→ **Given records**
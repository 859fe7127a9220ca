//! Named orthographies for common ecosystems.
//!
//! Every preset is reachable two ways: at runtime through [`Preset`] (looked
//! up by name from the CLI or configuration), and statically through a
//! marker type such as [`generic::SnakeCase`] implementing
//! [`NamedOrthography`], for use with [`Styled`](crate::Styled).

use crate::identifier::Identifier;
use crate::orthography::{AcronymHandling, Casing, Orthography, StyleError};
use crate::parser::ParseError;
use std::fmt;
use std::str::FromStr;

macro_rules! presets {
    ($(
        $(#[$meta:meta])*
        $variant:ident => $name:literal $(| $alias:literal)*, $orthography:expr;
    )*) => {
        #[derive(Debug, Clone, Copy, PartialEq, Eq, Hash)]
        pub enum Preset {
            $( $(#[$meta])* $variant, )*
        }

        impl Preset {
            pub const ALL: &'static [Preset] = &[ $( Preset::$variant, )* ];

            pub fn name(self) -> &'static str {
                match self {
                    $( Preset::$variant => $name, )*
                }
            }

            fn aliases(self) -> &'static [&'static str] {
                match self {
                    $( Preset::$variant => &[ $( $alias, )* ], )*
                }
            }

            pub fn orthography(self) -> Orthography {
                match self {
                    $( Preset::$variant => $orthography, )*
                }
            }
        }
    };
}

fn lower_camel_upper_unless_initial() -> Orthography {
    Orthography::new(Casing::InverseSentence).with_acronyms(AcronymHandling::UpperUnlessInitial)
}

fn title_upper() -> Orthography {
    Orthography::new(Casing::Title).with_acronyms(AcronymHandling::Upper)
}

presets! {
    SnakeCase => "snake_case",
        Orthography::new(Casing::Lower).with_separator('_');
    ScreamingSnakeCase => "SCREAMING_SNAKE_CASE" | "constant_case",
        Orthography::new(Casing::Screaming).with_separator('_');
    CamelCase => "camelCase" | "lower_camel_case",
        Orthography::new(Casing::InverseSentence);
    UpperCamelCase => "UpperCamelCase" | "PascalCase",
        Orthography::new(Casing::Title);
    KebabCase => "kebab-case",
        Orthography::new(Casing::Lower).with_separator('-');

    SwiftCase => "swift.case", lower_camel_upper_unless_initial();
    SwiftFunc => "swift.func", lower_camel_upper_unless_initial();
    SwiftPropertyWrapper => "swift.property-wrapper", title_upper().with_sigil("@");
    SwiftType => "swift.type", title_upper();
    SwiftVar => "swift.var", lower_camel_upper_unless_initial();

    RubyConstant => "ruby.constant",
        Orthography::new(Casing::Screaming).with_separator('_');
    RubyGlobal => "ruby.global",
        Orthography::new(Casing::Lower).with_separator('_').with_sigil("$");
    RubyIVar => "ruby.ivar",
        Orthography::new(Casing::Lower).with_separator('_').with_sigil("@");
    RubyMethod => "ruby.method",
        Orthography::new(Casing::Lower).with_separator('_');
    RubyType => "ruby.type", title_upper();

    GraphqlEnumValue => "graphql.enum-value",
        Orthography::new(Casing::Screaming).with_separator('_');
    GraphqlField => "graphql.field", Orthography::new(Casing::InverseSentence);
    GraphqlType => "graphql.type", Orthography::new(Casing::Title);

    RustType => "rust.type", Orthography::new(Casing::Title);
    RustFn => "rust.fn" | "rust.var",
        Orthography::new(Casing::Lower).with_separator('_');
    RustConst => "rust.const" | "rust.static",
        Orthography::new(Casing::Screaming).with_separator('_');
}

/// Names compare ignoring case and the punctuation used between words, so
/// `swift.var`, `Swift-Var` and `swift_var` are the same preset.
fn normalize(name: &str) -> String {
    name.chars()
        .filter(|c| !matches!(c, '_' | '-' | '.' | ' '))
        .flat_map(char::to_lowercase)
        .collect()
}

impl FromStr for Preset {
    type Err = StyleError;

    fn from_str(s: &str) -> Result<Self, Self::Err> {
        let wanted = normalize(s);
        Preset::ALL
            .iter()
            .copied()
            .find(|preset| {
                normalize(preset.name()) == wanted
                    || preset.aliases().iter().any(|alias| normalize(alias) == wanted)
            })
            .ok_or_else(|| StyleError::Unknown(s.to_string()))
    }
}

impl fmt::Display for Preset {
    fn fmt(&self, f: &mut fmt::Formatter<'_>) -> fmt::Result {
        f.write_str(self.name())
    }
}

/// A type standing for one fixed orthography.
pub trait NamedOrthography {
    const PRESET: Preset;

    fn orthography() -> Orthography {
        Self::PRESET.orthography()
    }

    fn format(identifier: &Identifier) -> String {
        Self::orthography().format(identifier)
    }

    /// Parse using [`CommonAcronyms`](crate::CommonAcronyms).
    fn parse(input: &str) -> Result<Identifier, ParseError> {
        Self::orthography().parse(input)
    }
}

macro_rules! marker {
    ($( $(#[$meta:meta])* $marker:ident => $preset:ident; )*) => {
        $(
            $(#[$meta])*
            #[derive(Debug, Clone, Copy, Default, PartialEq, Eq, Hash)]
            pub struct $marker;

            impl $crate::presets::NamedOrthography for $marker {
                const PRESET: $crate::presets::Preset = $crate::presets::Preset::$preset;
            }
        )*
    };
}

/// Convenience orthographies that are not tied to one language.
pub mod generic {
    marker! {
        /// `snake_case`
        SnakeCase => SnakeCase;
        /// `SCREAMING_SNAKE_CASE`
        ScreamingSnakeCase => ScreamingSnakeCase;
        /// `camelCase`
        CamelCase => CamelCase;
        /// `UpperCamelCase`
        UpperCamelCase => UpperCamelCase;
        /// `kebab-case`
        KebabCase => KebabCase;
    }
}

pub mod swift {
    marker! {
        Case => SwiftCase;
        Func => SwiftFunc;
        PropertyWrapper => SwiftPropertyWrapper;
        TypeIdentifier => SwiftType;
        Var => SwiftVar;
    }
}

pub mod ruby {
    marker! {
        Constant => RubyConstant;
        Global => RubyGlobal;
        IVar => RubyIVar;
        Method => RubyMethod;
        TypeIdentifier => RubyType;
    }
}

pub mod graphql {
    marker! {
        EnumValue => GraphqlEnumValue;
        Field => GraphqlField;
        TypeIdentifier => GraphqlType;
    }
}

pub mod rust {
    marker! {
        TypeIdentifier => RustType;
        Function => RustFn;
        Constant => RustConst;
    }
}

#[cfg(test)]
mod tests {
    use super::*;

    #[test]
    fn test_lookup_by_name() {
        assert_eq!("snake_case".parse::<Preset>(), Ok(Preset::SnakeCase));
        assert_eq!("SnakeCase".parse::<Preset>(), Ok(Preset::SnakeCase));
        assert_eq!("swift.var".parse::<Preset>(), Ok(Preset::SwiftVar));
        assert_eq!("Swift-Var".parse::<Preset>(), Ok(Preset::SwiftVar));
        assert_eq!("ruby_global".parse::<Preset>(), Ok(Preset::RubyGlobal));
        assert_eq!("PascalCase".parse::<Preset>(), Ok(Preset::UpperCamelCase));
        assert_eq!(
            "hungarian".parse::<Preset>(),
            Err(StyleError::Unknown("hungarian".to_string()))
        );
    }

    #[test]
    fn test_names_are_unique() {
        for preset in Preset::ALL {
            assert_eq!(preset.name().parse::<Preset>(), Ok(*preset));
            for alias in preset.aliases() {
                assert_eq!(alias.parse::<Preset>(), Ok(*preset), "{alias}");
            }
        }
    }

    #[test]
    fn test_markers_match_presets() {
        assert_eq!(generic::SnakeCase::orthography(), Preset::SnakeCase.orthography());
        assert_eq!(swift::Var::orthography(), Preset::SwiftVar.orthography());
        assert_eq!(ruby::Global::orthography().sigil(), "$");
        assert_eq!(swift::PropertyWrapper::orthography().sigil(), "@");
        assert_eq!(
            rust::TypeIdentifier::orthography().acronyms(),
            AcronymHandling::AsWords
        );
    }

    #[test]
    fn test_ecosystem_conventions() {
        let mut identifier = Identifier::new();
        identifier.append_word("user");
        identifier.append_acronym("url");

        assert_eq!(generic::KebabCase::format(&identifier), "user-url");
        assert_eq!(graphql::EnumValue::format(&identifier), "USER_URL");
        assert_eq!(graphql::Field::format(&identifier), "userUrl");
        assert_eq!(rust::TypeIdentifier::format(&identifier), "UserUrl");
        assert_eq!(rust::Function::format(&identifier), "user_url");
        assert_eq!(swift::Case::format(&identifier), "userURL");
        assert_eq!(ruby::TypeIdentifier::format(&identifier), "UserURL");
    }
}
pub mod camel;
pub mod fuzzy;

use crate::acronyms::AcronymList;
use crate::identifier::{Identifier, Segment};
use crate::orthography::{AcronymHandling, Casing, Orthography};
use thiserror::Error;

#[derive(Debug, Clone, PartialEq, Eq, Error)]
pub enum ParseError {
    #[error("Invalid casing in segment {index} ({segment:?})")]
    InvalidCasing { index: usize, segment: String },
    #[error("Missing leading {sigil:?}")]
    MissingSigil { sigil: String },
}

/// Parse a string written in `orthography`, failing if any segment is not
/// cased the way that orthography would have written it.
pub fn parse<A>(input: &str, orthography: &Orthography, acronyms: &A) -> Result<Identifier, ParseError>
where
    A: AcronymList + ?Sized,
{
    let body = input
        .strip_prefix(orthography.sigil())
        .ok_or_else(|| ParseError::MissingSigil {
            sigil: orthography.sigil().to_string(),
        })?;

    let segments = match orthography.separator() {
        Some(separator) => body
            .split(separator)
            .filter(|piece| !piece.is_empty())
            .enumerate()
            .map(|(i, piece)| guess_segment(piece, orthography, i == 0, acronyms))
            .collect(),
        None => camel::split_lossless(body, orthography.acronyms(), acronyms),
    };

    for (index, segment) in segments.iter().enumerate() {
        // camel boundaries come from letter case, so a letterless run
        // cannot be written back
        let letterless = orthography.separator().is_none() && !camel::has_letter(segment.text());
        if letterless || !is_cased(segment, orthography, index == 0) {
            return Err(ParseError::InvalidCasing {
                index,
                segment: segment.text().to_string(),
            });
        }
    }

    Ok(segments.into_iter().collect())
}

/// Decide whether a separated piece is a word or an acronym. Where the
/// orthography writes acronyms and words alike the list decides, otherwise
/// all-caps pieces are acronyms.
fn guess_segment<A>(piece: &str, orthography: &Orthography, is_first_word: bool, acronyms: &A) -> Segment
where
    A: AcronymList + ?Sized,
{
    let ambiguous = match (orthography.casing(), orthography.acronyms(), is_first_word) {
        (Casing::Screaming, _, _)
        | (Casing::Lower, AcronymHandling::AsWords, _)
        | (_, AcronymHandling::UpperUnlessInitial, true)
        | (Casing::InverseSentence, AcronymHandling::AsWords, true) => true,
        (Casing::Lower, AcronymHandling::Upper | AcronymHandling::UpperUnlessInitial, _)
        | (Casing::Title | Casing::Sentence, _, _)
        | (Casing::InverseSentence, AcronymHandling::AsWords, false)
        | (Casing::InverseSentence, AcronymHandling::Upper | AcronymHandling::UpperUnlessInitial, _) => {
            false
        }
    };

    let is_acronym = if ambiguous {
        acronyms.is_acronym(piece)
    } else {
        is_all_caps(piece)
    };
    Segment::classified(piece, is_acronym)
}

/// Digits and other caseless characters do not count against all-caps,
/// so `MD5` qualifies.
fn is_all_caps(piece: &str) -> bool {
    piece.chars().any(char::is_uppercase) && !piece.chars().any(char::is_lowercase)
}

fn is_cased(segment: &Segment, orthography: &Orthography, is_first_word: bool) -> bool {
    let text = segment.text();
    match segment {
        Segment::Acronym(_) if !orthography.acronyms().renders_as_word(is_first_word) => {
            !text.chars().any(char::is_lowercase)
        }
        Segment::Word(_) | Segment::Acronym(_) => {
            let casing = orthography.casing();
            text.chars().enumerate().all(|(i, c)| {
                if casing.is_upper_at(is_first_word, i == 0) {
                    !c.is_lowercase()
                } else {
                    !c.is_uppercase()
                }
            })
        }
    }
}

→ **Task directions**
Scan the lines above for "wanted", then copy every one that has it.

→ **Result for this exercise**
        let wanted = normalize(s);
                normalize(preset.name()) == wanted
                    || preset.aliases().iter().any(|alias| normalize(alias) == wanted)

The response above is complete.